Segment Open
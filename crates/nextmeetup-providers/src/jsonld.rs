//! JSON-LD block extraction and event selection.
//!
//! Meetup group pages embed schema.org metadata as
//! `<script type="application/ld+json">` blocks. A block holds either one
//! object or an array of objects; the upcoming event is the first object whose
//! `@type` is `Event`.

use std::sync::LazyLock;

use regex::Regex;
use serde_json::Value;
use tracing::{debug, trace};

/// Regex matching one JSON-LD script block; group 1 is the block body.
static JSON_LD_REGEX: LazyLock<Regex> = LazyLock::new(|| {
    Regex::new(r#"(?s)<script type="application/ld\+json">(.*?)</script>"#)
        .expect("Invalid JSON-LD regex")
});

/// The `@type` tag identifying an event record.
pub const EVENT_TYPE: &str = "Event";

/// Returns the raw bodies of every JSON-LD block, in document order.
pub fn script_blocks(html: &str) -> Vec<&str> {
    JSON_LD_REGEX
        .captures_iter(html)
        .filter_map(|caps| caps.get(1).map(|m| m.as_str()))
        .collect()
}

/// Parses every JSON-LD block in `html`.
///
/// Blocks that are not valid JSON are skipped.
pub fn extract_blocks(html: &str) -> Vec<Value> {
    script_blocks(html)
        .into_iter()
        .enumerate()
        .filter_map(|(index, body)| match serde_json::from_str::<Value>(body) {
            Ok(value) => Some(value),
            Err(e) => {
                debug!(index, error = %e, "Skipping malformed JSON-LD block");
                None
            }
        })
        .collect()
}

/// Returns true if `value` is an object tagged `"@type": "Event"`.
pub fn is_event(value: &Value) -> bool {
    value.get("@type").and_then(Value::as_str) == Some(EVENT_TYPE)
}

/// Finds the first event record among parsed blocks.
///
/// A block qualifies if it is itself an event, or if it is an array holding
/// an event; inside an array the first event item wins. Non-object items and
/// scalar blocks are ignored.
pub fn select_event(blocks: &[Value]) -> Option<&Value> {
    blocks.iter().find_map(|block| match block {
        Value::Array(items) => items.iter().find(|item| is_event(item)),
        other if is_event(other) => Some(other),
        _ => None,
    })
}

/// Extracts and selects in one step, returning an owned event object.
pub fn find_event(html: &str) -> Option<Value> {
    let blocks = extract_blocks(html);
    trace!(count = blocks.len(), "Parsed JSON-LD blocks");
    select_event(&blocks).cloned()
}

#[cfg(test)]
mod tests {
    use super::*;
    use serde_json::json;

    fn script(body: &str) -> String {
        format!(r#"<script type="application/ld+json">{body}</script>"#)
    }

    mod extraction {
        use super::*;

        #[test]
        fn no_blocks() {
            let html = "<html><head><title>HSV.py</title></head><body></body></html>";
            assert!(script_blocks(html).is_empty());
            assert!(extract_blocks(html).is_empty());
        }

        #[test]
        fn multiline_block() {
            let html = format!(
                "<head>{}</head>",
                script("\n  {\n    \"@type\": \"Organization\"\n  }\n")
            );
            let blocks = extract_blocks(&html);
            assert_eq!(blocks.len(), 1);
            assert_eq!(blocks[0]["@type"], "Organization");
        }

        #[test]
        fn several_blocks_in_order() {
            let html = format!(
                "{}<div>x</div>{}",
                script(r#"{"@type":"WebSite"}"#),
                script(r#"{"@type":"Event","name":"A"}"#)
            );
            let blocks = extract_blocks(&html);
            assert_eq!(blocks.len(), 2);
            assert_eq!(blocks[0]["@type"], "WebSite");
            assert_eq!(blocks[1]["name"], "A");
        }

        #[test]
        fn malformed_block_is_skipped() {
            let html = format!(
                "{}{}",
                script(r#"{"@type": "Event", "name": "#),
                script(r#"{"@type":"Event","name":"Good"}"#)
            );
            let blocks = extract_blocks(&html);
            assert_eq!(blocks.len(), 1);
            assert_eq!(blocks[0]["name"], "Good");
        }

        #[test]
        fn other_script_types_ignored() {
            let html = r#"<script type="application/json">{"@type":"Event"}</script>
<script>var x = 1;</script>"#;
            assert!(extract_blocks(html).is_empty());
        }
    }

    mod selection {
        use super::*;

        #[test]
        fn single_event_object() {
            let blocks = vec![json!({"@type": "Event", "name": "Python Night"})];
            let event = select_event(&blocks).unwrap();
            assert_eq!(event["name"], "Python Night");
        }

        #[test]
        fn event_inside_list() {
            let blocks = vec![json!([
                {"@type": "Organization", "name": "HSV.py"},
                {"@type": "Event", "name": "Python Night"}
            ])];
            let event = select_event(&blocks).unwrap();
            assert_eq!(event["name"], "Python Night");
        }

        #[test]
        fn first_event_wins() {
            let blocks = vec![
                json!({"@type": "Organization"}),
                json!([{"@type": "Event", "name": "First"}]),
                json!({"@type": "Event", "name": "Second"}),
            ];
            assert_eq!(select_event(&blocks).unwrap()["name"], "First");
        }

        #[test]
        fn no_event_type() {
            let blocks = vec![
                json!({"@type": "Organization"}),
                json!([{"@type": "Place"}, {"name": "untyped"}]),
            ];
            assert!(select_event(&blocks).is_none());
        }

        #[test]
        fn scalars_and_non_objects_ignored() {
            let blocks = vec![
                json!(42),
                json!("Event"),
                json!(null),
                json!([1, "Event", null, {"@type": "Event", "name": "Found"}]),
            ];
            assert_eq!(select_event(&blocks).unwrap()["name"], "Found");
        }

        #[test]
        fn type_must_match_exactly() {
            let blocks = vec![json!({"@type": "event"}), json!({"@type": ["Event"]})];
            assert!(select_event(&blocks).is_none());
        }

        #[test]
        fn find_event_end_to_end() {
            let html = format!(
                "<html>{}{}</html>",
                script("not json at all"),
                script(r#"[{"@type":"Organization"},{"@type":"Event","name":"Found"}]"#)
            );
            assert_eq!(find_event(&html).unwrap()["name"], "Found");
            assert!(find_event("<html></html>").is_none());
        }
    }
}
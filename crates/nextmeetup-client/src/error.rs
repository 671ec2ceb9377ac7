//! Client error types.

use std::fmt;

/// Result type for client operations.
pub type ClientResult<T> = Result<T, ClientError>;

/// Errors that can occur in the client.
#[derive(Debug)]
pub enum ClientError {
    /// Configuration error.
    Config(String),
    /// Provider error.
    Provider(String),
}

impl fmt::Display for ClientError {
    fn fmt(&self, f: &mut fmt::Formatter<'_>) -> fmt::Result {
        match self {
            Self::Config(msg) => write!(f, "configuration error: {}", msg),
            Self::Provider(msg) => write!(f, "provider error: {}", msg),
        }
    }
}

impl std::error::Error for ClientError {}

impl From<nextmeetup_providers::ProviderError> for ClientError {
    fn from(err: nextmeetup_providers::ProviderError) -> Self {
        Self::Provider(err.to_string())
    }
}
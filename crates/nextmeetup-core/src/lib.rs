//! Core types: meetup event record, timestamps, report formatting, tracing

pub mod event;
pub mod format;
pub mod time;
pub mod tracing;

pub use event::{LOCATION_TBD, MeetupEvent, UNKNOWN_EVENT_NAME};
pub use format::{DEFAULT_GROUP_NAME, FormatOptions, NO_MEETUP_TEXT, ReportFormatter};
pub use time::{StartTime, display_start};
pub use tracing::{TracingConfig, TracingError, init_tracing};
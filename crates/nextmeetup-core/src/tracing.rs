//! Tracing setup for nextmeetup
//!
//! Logs always go to stderr; stdout is reserved for the report.
//!
//! # Usage
//!
//! ```ignore
//! use nextmeetup_core::tracing::{init_tracing, TracingConfig};
//!
//! init_tracing(TracingConfig::cli()).expect("failed to initialize tracing");
//! ```

use thiserror::Error;
use tracing::Level;
use tracing_subscriber::{EnvFilter, fmt, prelude::*};

/// Crate targets that follow the configured level; everything else stays at `warn`.
const OWN_TARGETS: &[&str] = &[
    "nextmeetup",
    "nextmeetup_core",
    "nextmeetup_providers",
    "nextmeetup_client",
];

/// Errors that can occur during tracing initialization
#[derive(Debug, Error)]
pub enum TracingError {
    /// Failed to set global subscriber
    #[error("failed to set global tracing subscriber: {0}")]
    SetGlobalSubscriber(#[from] tracing::subscriber::SetGlobalDefaultError),

    /// Failed to parse env filter directive
    #[error("failed to parse env filter: {0}")]
    EnvFilter(#[from] tracing_subscriber::filter::ParseError),
}

/// Configuration for tracing initialization
#[derive(Debug, Clone)]
pub struct TracingConfig {
    /// The level for our own crates when RUST_LOG is not set
    pub default_level: Level,
    /// Whether to include file/line information in logs
    pub include_location: bool,
    /// Whether to include target (module path) in logs
    pub include_target: bool,
}

impl TracingConfig {
    /// Quiet CLI logging: warnings and errors only.
    #[must_use]
    pub fn cli() -> Self {
        Self {
            default_level: Level::WARN,
            include_location: false,
            include_target: false,
        }
    }

    /// Create a config suitable for CLI usage with debug mode
    #[must_use]
    pub fn cli_debug() -> Self {
        Self {
            default_level: Level::DEBUG,
            include_location: true,
            include_target: true,
        }
    }

    /// Returns the filter directive used when `RUST_LOG` is not set.
    pub fn default_directive(&self) -> String {
        let mut directive = String::from("warn");
        for target in OWN_TARGETS {
            directive.push_str(&format!(",{}={}", target, self.default_level));
        }
        directive
    }
}

/// Initialize tracing with the given configuration.
///
/// This should be called once at the start of the application.
/// The `RUST_LOG` environment variable overrides the default level.
///
/// # Errors
///
/// Returns an error if the global subscriber has already been set or if
/// the env filter directive is invalid.
pub fn init_tracing(config: TracingConfig) -> Result<(), TracingError> {
    let env_filter = match EnvFilter::try_from_default_env() {
        Ok(filter) => filter,
        Err(_) => EnvFilter::try_new(config.default_directive())?,
    };

    let layer = fmt::layer()
        .compact()
        .without_time()
        .with_writer(std::io::stderr)
        .with_file(config.include_location)
        .with_line_number(config.include_location)
        .with_target(config.include_target);

    let subscriber = tracing_subscriber::registry().with(env_filter).with(layer);
    tracing::subscriber::set_global_default(subscriber)?;

    Ok(())
}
Segment Closed
_WORK REQUIRED_: If a line in the material contains the word "crates", copy that line.

_RESPONSE BOX_:
filename crates/nextmeetup-providers/src/jsonld.rs
filename crates/nextmeetup-client/src/error.rs
filename crates/nextmeetup-core/src/lib.rs
filename crates/nextmeetup-core/src/tracing.rs
    /// The level for our own crates when RUST_LOG is not set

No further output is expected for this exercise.